I don;t think there is a legal age (except 18) to adopt. I would certianly try to adopt her for your own peace of mind. You sound like you are doing an excellent job so far and have done all teh things that adoption courses recommend eg being open and truthful with the child, talking about adoption when they are almost too young to understand it etc
Children don't understand adoption (or not being born in their mummy's tummy) for a while as it is too abstract a concept for them. I suspect she may just be beginning to realise (having presumably seen you pregnant with your otehr 2 DC's) what it means and may be getting concerned with the permanency aspect of it.
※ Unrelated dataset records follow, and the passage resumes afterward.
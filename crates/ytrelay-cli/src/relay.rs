//! Runs one relay job: collect with the pipeline for the job's mode, then
//! either deliver the collection to the webhook in batches or write it to a
//! JSON artifact.

use std::path::PathBuf;
use std::time::Duration;

use reqwest::Client;
use serde::Serialize;
use ytrelay_core::{AppConfig, JobConfig, Mode};
use ytrelay_webhook::{deliver, DeliveryEnvelope, DeliveryReport, WebhookClient};
use ytrelay_youtube::{
    collect_channel_videos, collect_comments, collect_search, Collection, PipelineOptions,
    RunStats, SearchFilter, YoutubeClient,
};

use crate::output;

/// Where the collection ended up.
#[derive(Debug)]
pub(crate) enum Destination {
    Webhook(DeliveryReport),
    Artifact(PathBuf),
}

#[derive(Debug)]
pub(crate) struct RelayOutcome {
    pub mode: Mode,
    pub returned: usize,
    pub stats: RunStats,
    pub comments_disabled: bool,
    /// Pre-rendered summary lines for the highest-ranked items.
    pub top: Vec<String>,
    pub destination: Destination,
}

/// Number of ranked items echoed to the console after a run.
const SUMMARY_LEN: usize = 5;

/// Collect and publish one job.
///
/// # Errors
///
/// Returns an error if the YouTube client or webhook URL is invalid, the
/// pipeline fails, or the artifact cannot be written. Individual webhook
/// batch failures are not errors; they are recorded in the outcome.
pub(crate) async fn run_job(
    http: &Client,
    config: &AppConfig,
    job: &JobConfig,
    batch_size: usize,
) -> anyhow::Result<RelayOutcome> {
    let youtube = YoutubeClient::new(http.clone(), &job.api_key, &config.api_base_url)?;
    let options = PipelineOptions::from_app_config(config);
    let count = usize::try_from(job.count)?;
    let publisher = Publisher {
        http,
        config,
        job,
        batch_size,
    };

    match job.mode {
        Mode::Search => {
            let filter = SearchFilter::from_dates(job.published_after, job.published_before);
            let collection =
                collect_search(&youtube, &job.target, &filter, count, &options).await?;
            let top = output::video_lines(&collection.items, SUMMARY_LEN);
            publisher.publish(&collection, top, false).await
        }
        Mode::Comments => {
            let collection = collect_comments(&youtube, &job.target, count, &options).await?;
            let disabled = collection.context.comments_disabled;
            let top = output::comment_lines(&collection.items, SUMMARY_LEN);
            publisher.publish(&collection, top, disabled).await
        }
        Mode::ChannelVideos => {
            let collection =
                collect_channel_videos(&youtube, &job.target, count, &options).await?;
            let top = output::video_lines(&collection.items, SUMMARY_LEN);
            publisher.publish(&collection, top, false).await
        }
    }
}

struct Publisher<'a> {
    http: &'a Client,
    config: &'a AppConfig,
    job: &'a JobConfig,
    batch_size: usize,
}

impl Publisher<'_> {
    async fn publish<C, T>(
        &self,
        collection: &Collection<C, T>,
        top: Vec<String>,
        comments_disabled: bool,
    ) -> anyhow::Result<RelayOutcome>
    where
        C: Serialize,
        T: Serialize,
    {
        let destination = match self.job.webhook_url.as_deref() {
            Some(url) => {
                let webhook = WebhookClient::new(self.http.clone(), url)?;
                let delay = Duration::from_millis(self.config.delivery_delay_ms);
                let report = deliver(&collection.items, self.batch_size, delay, |batch| {
                    let envelope =
                        DeliveryEnvelope::new(batch, &collection.context, collection.fetched_at);
                    let webhook = &webhook;
                    async move { webhook.post_json(&envelope).await }
                })
                .await;
                Destination::Webhook(report)
            }
            None => {
                let path = output::artifact_path(
                    &self.config.output_dir,
                    self.job.mode,
                    &self.job.target,
                    collection.fetched_at,
                );
                output::write_artifact(&path, collection)?;
                Destination::Artifact(path)
            }
        };

        Ok(RelayOutcome {
            mode: self.job.mode,
            returned: collection.items.len(),
            stats: collection.stats,
            comments_disabled,
            top,
            destination,
        })
    }
}

#[cfg(test)]
#[path = "relay_test.rs"]
mod tests;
You might want to consider starting a life bvook for her and getting her to help - its a good way of getting chilren to talk about whats happened in their life. Googling life book will give you plenty of references (add adoption in if you can't find any). You need to stress to her that she will be with you now forever.
Also get in contact with your local adoption team, tell tehm you are going to adopt her as a step-parent and would like to be on their list for support groups etc. Different councils vary about how much support they give but mine is very good. They may even be able to allocate you a "buddy".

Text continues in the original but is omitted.